Thomas Goodwin (Rollesby, Norfolk, 5 October 1600 – 23 February 1680), known as 'the Elder', was an English Puritan theologian and preacher, and an important leader of religious Independents. He served as chaplain to Oliver Cromwell, and was imposed by Parliament as President of Magdalen College, Oxford, in 1650. Christopher Hill[1] places Goodwin in the ‘main stream of Puritan thought’.

Early life[edit]

He studied at Cambridge from August 1613.[2] He was an undergraduate of Christ's College, Cambridge, graduating with a B.A. in 1616.[3]

In 1619 he removed to Catharine Hall, where in 1620 he was elected fellow.[4] At this time he was influenced by John Rogers of Dedham. Goodwin rode 35 miles from Cambridge to Dedham to hear this Puritan preacher. In 1625 he was licensed a preacher of the university; and three years afterwards he became lecturer of Trinity Church, successor to John Preston, to the vicarage of which he was presented by the king in 1632.

Dissenter[edit]

Worried by his bishop, who was a zealous adherent of William Laud, he resigned all his preferments and left the university in 1634; he became a Congregationalist. He lived for some time in London, where 1638 he married the daughter of an alderman. In 1639 he fled to Holland to escape persecution. For some time was pastor of a small congregation of English merchants and refugees at Arnheim. He returned shortly after the inception of the Long Parliament. He ministered for some years to the Independent congregation meeting at Paved Alley Church, Lime Street, in the parish of St Dunstans-in-the-East, and rapidly rose to considerable eminence as a preacher.

Puritan leader[edit]

In 1643 he was chosen a member of the Westminster Assembly, and at once identified himself with the Independent party, generally referred to in contemporary documents as the "dissenting brethren" and was one of the authors of An Apologeticall Narration. He frequently preached by appointment before the Commons, and in January 1650 his talents and learning were rewarded by the House with the presidency of Magdalen College, Oxford, a post which he held until the Restoration of 1660.

He was chaplain to Oliver Cromwell from 1656. He rose into high favour with the Protector, and was one of his intimate advisers, attending him on his death-bed.

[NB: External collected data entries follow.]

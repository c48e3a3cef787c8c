//! WebSocket connection handlers.

use std::{sync::Arc, time::Duration};

use axum::{
    extract::{
        Query, State,
        ws::{Message, WebSocket, WebSocketUpgrade},
    },
    http::{HeaderMap, header::AUTHORIZATION},
    response::IntoResponse,
};
use futures_util::{
    sink::SinkExt,
    stream::{SplitSink, StreamExt},
};
use serde::Deserialize;
use tokio::sync::mpsc;

use crate::{
    domain::{Connection, Handshake},
    ui::state::AppState,
};

/// Upper bound for flushing the auth error before the socket is dropped
const REJECT_FLUSH_TIMEOUT: Duration = Duration::from_secs(5);

/// Query parameters for WebSocket connection
#[derive(Debug, Deserialize)]
pub struct ConnectQuery {
    /// `auth.token`
    pub token: Option<String>,
}

pub async fn websocket_handler(
    ws: WebSocketUpgrade,
    State(state): State<Arc<AppState>>,
    Query(query): Query<ConnectQuery>,
    headers: HeaderMap,
) -> impl IntoResponse {
    let handshake = Handshake {
        auth_token: query.token,
        authorization: headers
            .get(AUTHORIZATION)
            .and_then(|value| value.to_str().ok())
            .map(str::to_string),
    };
    ws.on_upgrade(move |socket| handle_socket(socket, state, handshake))
}

/// Spawns a task that drains the connection's channel into the WebSocket sink.
///
/// When every sender is dropped (the registry unregistered the connection),
/// the remaining frames are flushed and a Close frame is sent.
fn pusher_loop(
    mut rx: mpsc::UnboundedReceiver<String>,
    mut sender: SplitSink<WebSocket, Message>,
) -> tokio::task::JoinHandle<()> {
    tokio::spawn(async move {
        while let Some(msg) = rx.recv().await {
            if sender.send(Message::Text(msg.into())).await.is_err() {
                return;
            }
        }
        let _ = sender.send(Message::Close(None)).await;
    })
}

async fn handle_socket(socket: WebSocket, state: Arc<AppState>, handshake: Handshake) {
    let (sender, mut receiver) = socket.split();
    let (tx, rx) = mpsc::unbounded_channel();

    let mut connection = Connection::new();
    state.registry.register_client(*connection.id(), tx).await;
    let mut send_task = pusher_loop(rx, sender);
    tracing::info!("Connection {} opened", connection.id());

    if state
        .authenticate_connection_usecase
        .execute(&mut connection, &handshake)
        .await
        .is_err()
    {
        // Dropping the registry's sender lets the pusher flush the error frame and close
        state
            .disconnect_connection_usecase
            .execute(&mut connection)
            .await;
        if tokio::time::timeout(REJECT_FLUSH_TIMEOUT, &mut send_task)
            .await
            .is_err()
        {
            send_task.abort();
        }
        return;
    }

    loop {
        tokio::select! {
            msg = receiver.next() => {
                let msg = match msg {
                    Some(Ok(msg)) => msg,
                    Some(Err(e)) => {
                        tracing::debug!("WebSocket error on {}: {}", connection.id(), e);
                        break;
                    }
                    None => break,
                };

                match msg {
                    Message::Text(text) => {
                        let Some(reply) = state.dispatcher.dispatch(&connection, &text).await else {
                            continue;
                        };
                        if let Err(e) = state.registry.push_to(connection.id(), &reply).await {
                            tracing::debug!("Reply to {} not delivered: {}", connection.id(), e);
                        }
                    }
                    Message::Close(_) => {
                        tracing::info!("Connection {} requested close", connection.id());
                        break;
                    }
                    // Ping/pong is handled automatically by the WebSocket protocol
                    _ => {}
                }
            }
            _ = &mut send_task => break,
        }
    }

    state
        .disconnect_connection_usecase
        .execute(&mut connection)
        .await;
    send_task.abort();
}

He was also a commissioner for the inventory of the Westminster Assembly, 1650, and for the approbation of preachers, 1653, and together with John Owen drew up an amended Westminster Confession in 1658.

From 1660 until his death, he lived in London, in the parish of St Bartholomew-the-Great, and devoted himself exclusively to theological study and to the pastoral charge of the Fetter Lane Independent Church. By the early 1670s he was in poor health, and he eventually died on 23 February 1680. He was buried in Bunhill Fields burial ground: the Latin epitaph for his tomb, composed by Thomas Gilbert, was censored.

Works[edit]

The works published by Goodwin during his lifetime consist chiefly of sermons printed by order of the House of Commons. He was also associated with Philip Nye and others[5] in the preparation of the Apologeticall Narration (1643).

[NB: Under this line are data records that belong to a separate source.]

//! HTTP API endpoint handlers.

use std::sync::Arc;

use axum::{
    Json,
    body::Bytes,
    extract::{Path, State},
    http::{HeaderMap, StatusCode, header::AUTHORIZATION},
};
use serde_json::error::Category;

use crate::{
    domain::{
        Handshake, Identity, ReportEvent, ReportId, RoomId, UnitId, ValueObjectError,
        extract_credential,
    },
    infrastructure::dto::http::{ReportNoticeDto, RoomDetailDto, RoomSummaryDto},
    ui::state::AppState,
};

/// Health check endpoint
pub async fn health_check() -> Json<serde_json::Value> {
    Json(serde_json::json!({"status": "ok"}))
}

/// Get list of non-empty rooms
pub async fn get_rooms(State(state): State<Arc<AppState>>) -> Json<Vec<RoomSummaryDto>> {
    let rooms = state.registry.rooms().await;
    Json(rooms.into_iter().map(RoomSummaryDto::from).collect())
}

/// Get room detail by ID
///
/// Lists live connection ids, so it requires an admin bearer token.
pub async fn get_room_detail(
    State(state): State<Arc<AppState>>,
    headers: HeaderMap,
    Path(room_id): Path<String>,
) -> Result<Json<RoomDetailDto>, StatusCode> {
    authorize_admin(&state, &headers).await?;

    let room = RoomId::parse(&room_id).ok_or(StatusCode::NOT_FOUND)?;
    let members = state.registry.members_of(&room).await;
    if members.is_empty() {
        return Err(StatusCode::NOT_FOUND);
    }
    Ok(Json(RoomDetailDto::new(&room, &members)))
}

/// Accept a report mutation notice from the CRUD layer and fan it out.
///
/// Requires an admin bearer token; the body is only decoded after the caller
/// is authorized.
pub async fn post_report_event(
    State(state): State<Arc<AppState>>,
    headers: HeaderMap,
    body: Bytes,
) -> StatusCode {
    if let Err(status) = authorize_admin(&state, &headers).await {
        return status;
    }

    let notice: ReportNoticeDto = match serde_json::from_slice(&body) {
        Ok(notice) => notice,
        Err(e) => {
            tracing::warn!("Undecodable report notice: {}", e);
            return match e.classify() {
                Category::Data => StatusCode::UNPROCESSABLE_ENTITY,
                _ => StatusCode::BAD_REQUEST,
            };
        }
    };

    let broadcaster = &state.event_broadcaster;
    match notice {
        ReportNoticeDto::Created { report } => match ReportEvent::try_from(report) {
            Ok(report) => broadcaster.broadcast_created(&report).await,
            Err(e) => return invalid_notice(e),
        },
        ReportNoticeDto::Updated { report } => match ReportEvent::try_from(report) {
            Ok(report) => broadcaster.broadcast_updated(&report).await,
            Err(e) => return invalid_notice(e),
        },
        ReportNoticeDto::Deleted { id, unit_id } => {
            match (ReportId::new(id), UnitId::new(unit_id)) {
                (Ok(id), Ok(unit_id)) => broadcaster.broadcast_deleted(&id, &unit_id).await,
                (Err(e), _) | (_, Err(e)) => return invalid_notice(e),
            }
        }
    }
    StatusCode::NO_CONTENT
}

/// Resolve the `Authorization` bearer and require the admin role.
///
/// `401` for a missing or unverifiable token, `403` for a non-admin.
async fn authorize_admin(state: &AppState, headers: &HeaderMap) -> Result<Identity, StatusCode> {
    let handshake = Handshake {
        auth_token: None,
        authorization: headers
            .get(AUTHORIZATION)
            .and_then(|value| value.to_str().ok())
            .map(str::to_string),
    };
    let credential = extract_credential(&handshake).ok_or(StatusCode::UNAUTHORIZED)?;
    match state.resolve_identity_usecase.execute(&credential).await {
        Ok(identity) if identity.is_admin() => Ok(identity),
        Ok(identity) => {
            tracing::warn!("Admin endpoint called by non-admin '{}'", identity.user_id());
            Err(StatusCode::FORBIDDEN)
        }
        Err(e) => {
            tracing::warn!("Admin endpoint rejected: {}", e);
            Err(StatusCode::UNAUTHORIZED)
        }
    }
}

fn invalid_notice(error: ValueObjectError) -> StatusCode {
    tracing::warn!("Invalid report notice: {}", error);
    StatusCode::UNPROCESSABLE_ENTITY
}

Five volumes of his sermons and other works were published from 1682 to 1704. They have been reprinted at least 47 times. His collected writings, which include expositions of the Epistle to the Ephesians and of the Apocalypse, were published in five folio volumes between 1681 and 1704, and were reprinted in twelve 8vo volumes (Edin., 1861–1866).

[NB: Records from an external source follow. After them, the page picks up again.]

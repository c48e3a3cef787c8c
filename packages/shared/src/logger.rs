//! Logging setup utilities for the Reportcast binaries.

use tracing_subscriber::{layer::SubscriberExt, util::SubscriberInitExt};

/// Initialize the tracing subscriber with the specified default log level.
///
/// This function sets up logging for the workspace crates and the binary.
/// The log level can be overridden using the `RUST_LOG` environment variable.
///
/// # Arguments
///
/// * `binary_name` - The name of the binary (e.g., "reportcast-server")
/// * `default_level` - The default log level (e.g., "debug", "info", "warn", "error")
///
/// # Examples
///
/// ```no_run
/// use reportcast_shared::logger::setup_logger;
///
/// setup_logger("reportcast-server", "debug");
/// ```
pub fn setup_logger(binary_name: &str, default_log_level: &str) {
    tracing_subscriber::registry()
        .with(
            tracing_subscriber::EnvFilter::try_from_default_env()
                .unwrap_or_else(|_| default_filter(binary_name, default_log_level).into()),
        )
        .with(tracing_subscriber::fmt::layer())
        .init();
}

/// Build the filter directive used when `RUST_LOG` is not set.
///
/// Every workspace crate gets the default level; `tower_http` is kept at the
/// same level so request traces follow the binary's verbosity.
fn default_filter(binary_name: &str, default_log_level: &str) -> String {
    [
        "reportcast_shared",
        "reportcast_server",
        "reportcast_client",
        "tower_http",
    ]
    .iter()
    .map(|target| format!("{}={}", target, default_log_level))
    .chain(std::iter::once(format!(
        "{}={}",
        binary_name.replace('-', "_"),
        default_log_level
    )))
    .collect::<Vec<_>>()
    .join(",")
}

They are characterized by abundant yet one-sided reading, depth with narrowness of their observation and spiritual experience, they are thorough but prolix. They fairly exemplify both the merits and the defects of the special school of religious thought to which they belong. Edmund Calamy the Elder's estimate of Goodwin's qualities may be quoted as both friendly and just. He was a considerable scholar and an eminent divine, and had a very happy faculty in descanting upon Scripture so as to bring forth surprising remarks, which yet generally tended to illustration.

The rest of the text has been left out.